3.1 Ecological network analysis

Network environ analysis (NEA) and ascendency theory are two important while independent lines of ENA. Each of them has advantages in dealing with complicated ecological networks. NEA can identify the direct and indirect ecological relationships and investigates system level properties of ecosystems. Ascendency ttheory deals with the joint quantification of overall system activity with the organization of component processes and could be used specifically to assess function of a system [16, 18].
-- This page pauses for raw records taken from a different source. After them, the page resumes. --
//! Profile record and the form state holder that publishes it
//!
//! [`ProfileForm`] owns the single mutable [`ProfileRecord`]. Every call to
//! [`ProfileForm::update_field`] replaces one attribute and notifies all
//! subscribers through a `tokio::sync::watch` channel, so the pipeline always
//! sees the latest record without polling.

use crate::error::{Error, Result};
use crate::labels::{Labels, Locale};
use serde::{Deserialize, Serialize};
use std::fmt;
use std::str::FromStr;
use tokio::sync::watch;

/// Separator between a label and its value in the encoded text
pub const KEY_SEPARATOR: &str = ": ";

/// The four profile attributes, all free text
#[derive(Debug, Clone, Default, PartialEq, Eq, Serialize, Deserialize)]
#[serde(rename_all = "camelCase", default)]
pub struct ProfileRecord {
    /// Full name
    pub full_name: String,
    /// Email address (not validated)
    pub email: String,
    /// Phone number (not validated)
    pub phone: String,
    /// Short bio, may span several lines
    pub bio: String,
}

/// Identifier of one [`ProfileRecord`] attribute as emitted by form widgets
#[derive(Debug, Clone, Copy, PartialEq, Eq, Hash)]
pub enum ProfileField {
    /// `fullName`
    FullName,
    /// `email`
    Email,
    /// `phone`
    Phone,
    /// `bio`
    Bio,
}

impl ProfileField {
    /// Fields in encoded-text order
    pub const ALL: [ProfileField; 4] = [
        ProfileField::FullName,
        ProfileField::Email,
        ProfileField::Phone,
        ProfileField::Bio,
    ];

    /// Widget identifier
    pub fn id(self) -> &'static str {
        match self {
            ProfileField::FullName => "fullName",
            ProfileField::Email => "email",
            ProfileField::Phone => "phone",
            ProfileField::Bio => "bio",
        }
    }

    /// Form label for this field
    pub fn form_label(self, labels: &Labels) -> &str {
        match self {
            ProfileField::FullName => &labels.name_field,
            ProfileField::Email => &labels.email_field,
            ProfileField::Phone => &labels.phone_field,
            ProfileField::Bio => &labels.bio_field,
        }
    }
}

impl fmt::Display for ProfileField {
    fn fmt(&self, f: &mut fmt::Formatter<'_>) -> fmt::Result {
        f.write_str(self.id())
    }
}

impl FromStr for ProfileField {
    type Err = Error;

    fn from_str(value: &str) -> Result<Self> {
        match value {
            "fullName" | "name" | "full_name" => Ok(ProfileField::FullName),
            "email" => Ok(ProfileField::Email),
            "phone" => Ok(ProfileField::Phone),
            "bio" => Ok(ProfileField::Bio),
            other => Err(Error::UnknownField(other.to_string())),
        }
    }
}

impl ProfileRecord {
    /// Value of one attribute
    pub fn get(&self, field: ProfileField) -> &str {
        match field {
            ProfileField::FullName => &self.full_name,
            ProfileField::Email => &self.email,
            ProfileField::Phone => &self.phone,
            ProfileField::Bio => &self.bio,
        }
    }

    /// Replace exactly one attribute
    pub fn set(&mut self, field: ProfileField, value: impl Into<String>) {
        let slot = match field {
            ProfileField::FullName => &mut self.full_name,
            ProfileField::Email => &mut self.email,
            ProfileField::Phone => &mut self.phone,
            ProfileField::Bio => &mut self.bio,
        };
        *slot = value.into();
    }

    /// True iff any attribute is a non-empty string. Whitespace counts.
    pub fn has_data(&self) -> bool {
        ProfileField::ALL
            .iter()
            .any(|field| !self.get(*field).is_empty())
    }

    /// Labelled multi-line text submitted to the QR encoder.
    ///
    /// Always four labelled lines in name, email, phone, bio order; empty
    /// values still produce their line.
    pub fn encoded_text(&self, labels: &Labels) -> String {
        labels
            .keys()
            .iter()
            .zip(ProfileField::ALL)
            .map(|(key, field)| format!("{key}{KEY_SEPARATOR}{}", self.get(field)))
            .collect::<Vec<_>>()
            .join("\n")
    }

    /// Rebuild a record from encoded text produced with `labels`.
    ///
    /// The bio is everything after the phone line, so multi-line bios survive.
    pub fn parse_encoded(text: &str, labels: &Labels) -> Result<Self> {
        let mut rest = text;
        let mut record = ProfileRecord::default();

        for (key, field) in labels.keys().iter().zip(ProfileField::ALL) {
            let prefix = format!("{key}{KEY_SEPARATOR}");
            let body = rest.strip_prefix(prefix.as_str()).or_else(|| {
                // An empty value may have lost its trailing space in transit.
                rest.strip_prefix(key.trim_end())
                    .and_then(|r| r.strip_prefix(KEY_SEPARATOR.trim_end()))
                    .filter(|r| r.is_empty() || r.starts_with('\n'))
            });
            let Some(body) = body else {
                return Err(Error::InvalidProfileText(format!(
                    "expected '{key}' line for {field}"
                )));
            };

            if field == ProfileField::Bio {
                record.set(field, body);
                break;
            }

            let (value, remainder) = body.split_once('\n').ok_or_else(|| {
                Error::InvalidProfileText(format!("text ends after the {field} line"))
            })?;
            record.set(field, value);
            rest = remainder;
        }

        Ok(record)
    }

    /// Try every built-in locale until one parses
    pub fn parse_any_locale(text: &str) -> Result<(Self, Locale)> {
        let mut last_err = None;
        for locale in Locale::ALL {
            match Self::parse_encoded(text, &locale.labels()) {
                Ok(record) => return Ok((record, locale)),
                Err(err) => last_err = Some(err),
            }
        }
        Err(last_err.unwrap_or_else(|| Error::InvalidProfileText(text.to_string())))
    }
}

/// Owner of the live [`ProfileRecord`]
#[derive(Debug)]
pub struct ProfileForm {
    sender: watch::Sender<ProfileRecord>,
}

impl ProfileForm {
    /// Create an empty form
    pub fn new() -> Self {
        Self::with_record(ProfileRecord::default())
    }

    /// Create a form seeded with `record`
    pub fn with_record(record: ProfileRecord) -> Self {
        let (sender, _) = watch::channel(record);
        Self { sender }
    }

    /// Replace one attribute and notify every subscriber.
    ///
    /// Subscribers are woken even when the value is unchanged.
    pub fn update_field(&self, field: ProfileField, value: impl Into<String>) {
        let value = value.into();
        tracing::trace!(%field, len = value.len(), "profile field updated");
        self.sender.send_modify(|record| record.set(field, value));
    }

    /// Widget-style change handler taking the raw field identifier
    pub fn handle_change(&self, field_id: &str, value: impl Into<String>) -> Result<()> {
        let field = field_id.parse::<ProfileField>()?;
        self.update_field(field, value);
        Ok(())
    }

    /// Snapshot of the current record
    pub fn snapshot(&self) -> ProfileRecord {
        self.sender.borrow().clone()
    }

    /// New receiver that observes every subsequent update
    pub fn subscribe(&self) -> watch::Receiver<ProfileRecord> {
        self.sender.subscribe()
    }
}

impl Default for ProfileForm {
    fn default() -> Self {
        Self::new()
    }
}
3.1.1 Network environ analysis

(1) Network control analysis

Environ concept is introduced first because it is critical to understand the control analysis. Here ‘environ’ is defined as the within system environment of each system component, inclusive of the component, and note that every component has both an input environ and an output environ [28, 29]. They considered each component is influenced by components in its input environ, and influences components with its output environ as part of the network. The interdependence can be achieved by looking at the contribution of each component to the other component’s input and output environs, respectively [28, 29]. Thus, they developed a control matrix CN = (cnij=nij/n’ji) as the ratio of integral flow from compartment j to i to the integral flow from i to j. Compartment j is said to dominate i if its output environ effect on i is larger than input environ effect on j (cnij=nij/nji’>1). Contrarily, if the output environ of j has less influence on i than i receives as input from j, then j is said to be dependent on or controlled by i. The control relationship is further modified such that when nij/nji’<1, cnij=1-nij/nji’, otherwise cnij=0 [29]. Since the control matrix CN was built on the integral flow matrices, it gives an overall result to describe pair-wise control and dependency relationships between two regions/countries.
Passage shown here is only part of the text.